Cell-cell and cell-matrix contacts are dependent on cell surface density, localization, and avidity state of adhesion molecules. These adhesion molecules are involved in all steps of the leukocyte's adhesion process. Selectins, molecules of the immunoglobulin superfamily, and integrins are necessary for an initial tethering, triggering, firm attachment, and transendothelial migration of leukocytes. Hormones, cytokines, other pro-inflammatory agents, and shedded receptors like the LPS-receptor significantly alter the adhesion process. Infectious and noninfectious inflammatory processes are capable of inducing an altered adhesion of leukocytes to endothelial cells. The result is a preferential homing of leukocytes to sites of inflammation. Acute bouts of exercise may induce a release or secretion of many of the aforementioned substances involved in the adhesion process. The acute immune response to exercise is strongly influenced by the activation of the sympathetic nervous system and the hypothalamo-pituitary-adrenal axis. During the first 10-30 min of exercise an almost maximal increase of T and B lymphocytes, monocytes, and NK cells from the marginal pool into the blood circulation is induced. This demargination of cells is likely an effect mediated by beta 2 adrenergic receptors and probably due to a change of the avidity state of adhesion molecules.
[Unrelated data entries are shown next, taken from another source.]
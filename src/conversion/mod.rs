use serde::{Serialize, Serializer};
use std::path::{Path, PathBuf};

#[derive(Debug, Clone, Copy, PartialEq, Eq, Serialize)]
pub enum AspectRatio {
    #[serde(rename = "original")]
    Original,
    #[serde(rename = "1:1")]
    Square,
    #[serde(rename = "4:3")]
    Standard,
    #[serde(rename = "16:9")]
    Widescreen,
    #[serde(rename = "9:16")]
    Portrait,
    #[serde(rename = "21:9")]
    Ultrawide,
    #[serde(rename = "custom")]
    Custom,
}

#[derive(Debug, Clone, Copy, PartialEq, Eq, Serialize)]
#[serde(rename_all = "kebab-case")]
pub enum CropStrategy {
    Fit,
    CropCenter,
    CropTop,
    CropBottom,
    CropLeft,
    CropRight,
}

/// Edge length of an ICO output, sent as a plain integer.
#[derive(Debug, Clone, Copy, PartialEq, Eq)]
pub enum IconSize {
    Px16,
    Px32,
    Px48,
    Px64,
    Px128,
    Px256,
}

impl IconSize {
    pub fn pixels(self) -> u32 {
        match self {
            IconSize::Px16 => 16,
            IconSize::Px32 => 32,
            IconSize::Px48 => 48,
            IconSize::Px64 => 64,
            IconSize::Px128 => 128,
            IconSize::Px256 => 256,
        }
    }
}

impl Serialize for IconSize {
    fn serialize<S: Serializer>(&self, serializer: S) -> Result<S::Ok, S::Error> {
        serializer.serialize_u32(self.pixels())
    }
}

/// Optional transformation parameters forwarded to the service untouched.
#[derive(Debug, Clone, Default, PartialEq, Eq, Serialize)]
pub struct ConversionMetadata {
    #[serde(skip_serializing_if = "Option::is_none")]
    pub aspect_ratio: Option<AspectRatio>,
    #[serde(skip_serializing_if = "Option::is_none")]
    pub crop_strategy: Option<CropStrategy>,
    #[serde(skip_serializing_if = "Option::is_none")]
    pub quality: Option<u8>,
    #[serde(skip_serializing_if = "Option::is_none")]
    pub icon_size: Option<IconSize>,
    #[serde(skip_serializing_if = "Option::is_none")]
    pub resize_width: Option<u32>,
    #[serde(skip_serializing_if = "Option::is_none")]
    pub resize_height: Option<u32>,
}

impl ConversionMetadata {
    pub fn is_empty(&self) -> bool {
        *self == Self::default()
    }
}

#[derive(Debug, Clone, PartialEq)]
pub struct ConversionRequest {
    pub input_path: PathBuf,
    pub target_format: String,
    pub output_path: Option<PathBuf>,
    pub metadata: Option<ConversionMetadata>,
}

impl ConversionRequest {
    pub fn new(input_path: impl Into<PathBuf>, target_format: impl Into<String>) -> Self {
        Self {
            input_path: input_path.into(),
            target_format: target_format.into(),
            output_path: None,
            metadata: None,
        }
    }

    pub fn builder(
        input_path: impl Into<PathBuf>,
        target_format: impl Into<String>,
    ) -> ConversionRequestBuilder {
        ConversionRequestBuilder {
            request: Self::new(input_path, target_format),
        }
    }

    /// Target format as sent on the wire.
    pub fn normalized_target_format(&self) -> String {
        self.target_format.trim().to_lowercase()
    }

    /// Metadata to transmit; an all-empty record is not sent.
    pub(crate) fn wire_metadata(&self) -> Option<&ConversionMetadata> {
        self.metadata.as_ref().filter(|m| !m.is_empty())
    }
}

pub struct ConversionRequestBuilder {
    request: ConversionRequest,
}

impl ConversionRequestBuilder {
    pub fn output_path(mut self, path: impl Into<PathBuf>) -> Self {
        self.request.output_path = Some(path.into());
        self
    }

    pub fn metadata(mut self, metadata: ConversionMetadata) -> Self {
        self.request.metadata = Some(metadata);
        self
    }

    pub fn aspect_ratio(mut self, aspect_ratio: AspectRatio) -> Self {
        self.metadata_mut().aspect_ratio = Some(aspect_ratio);
        self
    }

    pub fn crop_strategy(mut self, crop_strategy: CropStrategy) -> Self {
        self.metadata_mut().crop_strategy = Some(crop_strategy);
        self
    }

    pub fn quality(mut self, quality: u8) -> Self {
        self.metadata_mut().quality = Some(quality);
        self
    }

    pub fn icon_size(mut self, icon_size: IconSize) -> Self {
        self.metadata_mut().icon_size = Some(icon_size);
        self
    }

    pub fn resize(mut self, width: Option<u32>, height: Option<u32>) -> Self {
        let metadata = self.metadata_mut();
        metadata.resize_width = width;
        metadata.resize_height = height;
        self
    }

    pub fn build(self) -> ConversionRequest {
        self.request
    }

    fn metadata_mut(&mut self) -> &mut ConversionMetadata {
        self.request.metadata.get_or_insert_with(ConversionMetadata::default)
    }
}

#[derive(Debug, Clone, PartialEq, Serialize)]
pub struct ConversionResult {
    pub success: bool,
    pub job_id: String,
    pub input_path: PathBuf,
    pub output_path: PathBuf,
    pub source_format: String,
    pub target_format: String,
    pub file_size: u64,
    pub processing_time_ms: u64,
    pub download_url: String,
    pub tokens_used: Option<u64>,
}

/// `photo.png` converted to `JPG` lands at `photo.jpg`.
pub fn default_output_path(input_path: &Path, target_format: &str) -> PathBuf {
    input_path.with_extension(target_format.to_lowercase())
}

#[cfg(test)]
mod tests {
    use super::*;
    use serde_json::json;

    #[test]
    fn test_default_output_path() {
        assert_eq!(
            default_output_path(Path::new("photo.png"), "JPG"),
            PathBuf::from("photo.jpg")
        );
        assert_eq!(
            default_output_path(Path::new("shots/raw/scan"), "webp"),
            PathBuf::from("shots/raw/scan.webp")
        );
        assert_eq!(
            default_output_path(Path::new("bundle.tar.png"), "avif"),
            PathBuf::from("bundle.tar.avif")
        );
    }

    #[test]
    fn test_metadata_wire_format() {
        let request = ConversionRequest::builder("photo.jpg", "ICO")
            .aspect_ratio(AspectRatio::Widescreen)
            .crop_strategy(CropStrategy::CropCenter)
            .quality(90)
            .icon_size(IconSize::Px64)
            .build();

        let wire = serde_json::to_value(request.wire_metadata().unwrap()).unwrap();
        assert_eq!(
            wire,
            json!({
                "aspect_ratio": "16:9",
                "crop_strategy": "crop-center",
                "quality": 90,
                "icon_size": 64
            })
        );
        assert_eq!(request.normalized_target_format(), "ico");
    }

    #[test]
    fn test_empty_metadata_not_sent() {
        let request = ConversionRequest::builder("photo.jpg", "png")
            .metadata(ConversionMetadata::default())
            .build();
        assert!(request.wire_metadata().is_none());

        let resized = ConversionRequest::builder("photo.jpg", "png")
            .resize(Some(800), None)
            .build();
        assert_eq!(
            serde_json::to_value(resized.wire_metadata().unwrap()).unwrap(),
            json!({ "resize_width": 800 })
        );
    }
}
Strenuous exercise is associated with an increase of serum cortisol resulting in a delayed neutrocytosis and lymphocytopenia. Both phenomena are due to altered circulation patterns. It will be discussed how far adhesion molecules might contribute to this effect. Furthermore an evaluation of contradicting experimental results about surface expression of selectins and integrins will be provided.